| Data records |
※ ※ ※

//! Monte Carlo loop
//!
//! Repeats reset → run → analyze → fold. Each run draws from its own
//! generator, [`RngManager::for_run`]`(base_seed, run_index)`, so a run's
//! outcome depends only on the base seed and its index.

use tracing::{debug, info, info_span};

use crate::analysis::MonteCarloAccumulator;
use crate::config::SimulationConfig;
use crate::models::AggregateResult;
use crate::orchestrator::engine::{SimulationError, StochasticProductionSimulation};
use crate::rng::{entropy_seed, RngManager};

impl StochasticProductionSimulation {
    /// Run `num_simulations` independent runs and aggregate them
    ///
    /// With `base_seed = None` a seed is drawn from OS entropy and reported
    /// in [`AggregateResult::base_seed`].
    ///
    /// # Errors
    /// [`SimulationError::NoRuns`] if `num_simulations` is 0
    ///
    /// # Example
    /// ```
    /// use production_line_sim_core::{StochasticProductionSimulation, TransitionConfig};
    ///
    /// let mut sim = StochasticProductionSimulation::new(TransitionConfig::default(), 600.0).unwrap();
    /// let result = sim.run_monte_carlo(5, Some(42)).unwrap();
    ///
    /// assert_eq!(result.num_simulations, 5);
    /// assert_eq!(result.base_seed, 42);
    /// ```
    pub fn run_monte_carlo(
        &mut self,
        num_simulations: usize,
        base_seed: Option<u64>,
    ) -> Result<AggregateResult, SimulationError> {
        if num_simulations == 0 {
            return Err(SimulationError::NoRuns);
        }
        let base_seed = base_seed.unwrap_or_else(entropy_seed);

        let span = info_span!("monte_carlo", runs = num_simulations, base_seed);
        let _enter = span.enter();
        info!(
            duration = self.simulation_duration(),
            "starting Monte Carlo study"
        );

        let mut accumulator = MonteCarloAccumulator::new();
        for run_index in 0..num_simulations {
            self.reset();
            let mut rng = RngManager::for_run(base_seed, run_index as u64);

            let trace = self.run_single_simulation(&mut rng);
            let result = self.analyze_simulation_state(&trace);
            debug!(
                run = run_index,
                events = trace.events.len(),
                production_rate = result.production_rate,
                "run complete"
            );

            accumulator.fold(&result, &trace);
        }

        let aggregate = accumulator.finish(self.simulation_duration(), base_seed);
        info!(
            production_rate = aggregate.production_rate,
            max_buffer_size = aggregate.max_buffer_size(),
            "Monte Carlo study complete"
        );
        Ok(aggregate)
    }
}

/// Validate a configuration and run the Monte Carlo study it describes
///
/// # Example
/// ```
/// use production_line_sim_core::config::SimulationConfig;
/// use production_line_sim_core::run_simulation;
///
/// let config = SimulationConfig {
///     simulation_duration: 600.0,
///     num_simulations: 3,
///     rng_seed: Some(7),
///     ..Default::default()
/// };
/// let result = run_simulation(&config).unwrap();
/// assert_eq!(result.buffer_levels.len(), 3);
/// ```
pub fn run_simulation(config: &SimulationConfig) -> Result<AggregateResult, SimulationError> {
    let mut simulation = StochasticProductionSimulation::from_config(config)?;
    simulation.run_monte_carlo(config.num_simulations, config.rng_seed)
}
//! Tests for TimeManager

use production_line_sim_core::core::time::{SECONDS_PER_HOUR, STEP_SECONDS};
use production_line_sim_core::TimeManager;

#[test]
fn test_time_manager_new() {
    let time = TimeManager::new(100.0);
    assert_eq!(time.current_step(), 0);
    assert_eq!(time.current_time(), 0.0);
    assert!(!time.is_finished());
}

#[test]
fn test_advance_step() {
    let mut time = TimeManager::new(100.0);

    time.advance_step();
    assert_eq!(time.current_step(), 1);
    assert_eq!(time.current_time(), STEP_SECONDS);

    time.advance_step();
    assert_eq!(time.current_step(), 2);
    assert_eq!(time.current_time(), 2.0 * STEP_SECONDS);
}

#[test]
fn test_duration_is_inclusive() {
    let mut time = TimeManager::new(3.0);

    let mut steps = 0;
    while !time.is_finished() {
        steps += 1;
        time.advance_step();
    }

    // t = 0, 1, 2, 3
    assert_eq!(steps, 4);
    assert_eq!(time.num_steps(), 4);
}

#[test]
fn test_one_second_run_has_two_steps() {
    assert_eq!(TimeManager::new(1.0).num_steps(), 2);
}

#[test]
fn test_eight_hour_run_step_count() {
    let time = TimeManager::new(8.0 * SECONDS_PER_HOUR);
    assert_eq!(time.num_steps(), 28_801);
    assert_eq!(time.duration_hours(), 8.0);
}

#[test]
fn test_fractional_duration_rounds_down() {
    // Steps at 0, 1, 2; t = 3 is past 2.5
    assert_eq!(TimeManager::new(2.5).num_steps(), 3);
}

#[test]
fn test_zero_and_negative_durations() {
    let zero = TimeManager::new(0.0);
    assert_eq!(zero.num_steps(), 1);
    assert!(!zero.is_finished());

    let negative = TimeManager::new(-5.0);
    assert_eq!(negative.num_steps(), 0);
    assert!(negative.is_finished());
}

#[test]
fn test_nan_duration_is_finished() {
    let time = TimeManager::new(f64::NAN);
    assert!(time.is_finished());
    assert_eq!(time.num_steps(), 0);
}

#[test]
fn test_reset_returns_to_start() {
    let mut time = TimeManager::new(10.0);
    for _ in 0..7 {
        time.advance_step();
    }
    assert_eq!(time.current_step(), 7);

    time.reset();
    assert_eq!(time.current_step(), 0);
    assert_eq!(time.duration(), 10.0);
}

※ ※ ※

| Exercise brief |
Return every line above where "NoRuns" appears.

| Completed task |
    /// [`SimulationError::NoRuns`] if `num_simulations` is 0
            return Err(SimulationError::NoRuns);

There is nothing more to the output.